Otros Aspectos Importantes
Los compuestos que conforman el líquido refrigerante tienen la capacidad de regular la temperatura del motor para que pueda funcionar bajo una temperatura idónea. Pero además, la importancia de este líquido va mucho más allá: actúa frente a la corrosión y oxidación de las piezas que provoca el agua, lubricando y protegiendo, así como limpiando todos los componentes internos. Además, también hay que tener en cuenta que existen distintos tipos de refrigerante y que según sus propiedades, será preciso sustituir el líquido antes o después. Es importante saber que el líquido refrigerante va perdiendo sus cualidades con el paso del tiempo y con el uso que se le va dando. Recuerda que cuanto mayor sea la calidad de este líquido, mayores garantías ofrecerá a tu auto, al igual que sucede con tu seguro.

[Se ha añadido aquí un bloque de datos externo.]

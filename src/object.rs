//! PDF object types used by the writer.

use std::collections::HashMap;

/// PDF object representation.
#[derive(Debug, Clone, PartialEq)]
pub enum Object {
    /// Null object
    Null,
    /// Boolean value
    Boolean(bool),
    /// Integer value
    Integer(i64),
    /// Real (floating-point) value
    Real(f64),
    /// String (byte array)
    String(Vec<u8>),
    /// Name (starting with /)
    Name(String),
    /// Array of objects
    Array(Vec<Object>),
    /// Dictionary (key-value pairs)
    Dictionary(HashMap<String, Object>),
    /// Stream (dictionary + data)
    Stream {
        /// Stream dictionary
        dict: HashMap<String, Object>,
        /// Stream data
        data: bytes::Bytes,
    },
    /// Indirect object reference
    Reference(ObjectRef),
}

/// Reference to an indirect object.
#[derive(Debug, Clone, Copy, PartialEq, Eq, Hash, PartialOrd, Ord)]
pub struct ObjectRef {
    /// Object number
    pub id: u32,
    /// Generation number
    pub gen: u16,
}

impl ObjectRef {
    /// Create a new object reference.
    pub fn new(id: u32, gen: u16) -> Self {
        Self { id, gen }
    }
}

impl std::fmt::Display for ObjectRef {
    fn fmt(&self, f: &mut std::fmt::Formatter<'_>) -> std::fmt::Result {
        write!(f, "{} {} R", self.id, self.gen)
    }
}

#[cfg(test)]
mod tests {
    use super::*;

    #[test]
    fn test_reference_display() {
        assert_eq!(ObjectRef::new(12, 0).to_string(), "12 0 R");
    }
}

El color del refrigerante, aunque visualmente es útil para identificar fugas, no influye en su desempeño, ya que es principalmente un recurso comercial y práctico. Existen distintas variedades de líquidos refrigerantes según su composición, como los de origen sintético, orgánico o mixto. Además, contienen aditivos anticorrosivos para proteger los componentes del sistema de enfriamiento, prolongando su vida útil. El líquido refrigerante circula por el motor gracias a una bomba de agua, absorbiendo el calor generado por la combustión. Para que el radiador realice un trabajo óptimo, el líquido refrigerante debe cambiarse cada cierto tiempo y lo más común es que sea cada dos años, que es el ciclo en que el componente activo comienza a degradarse.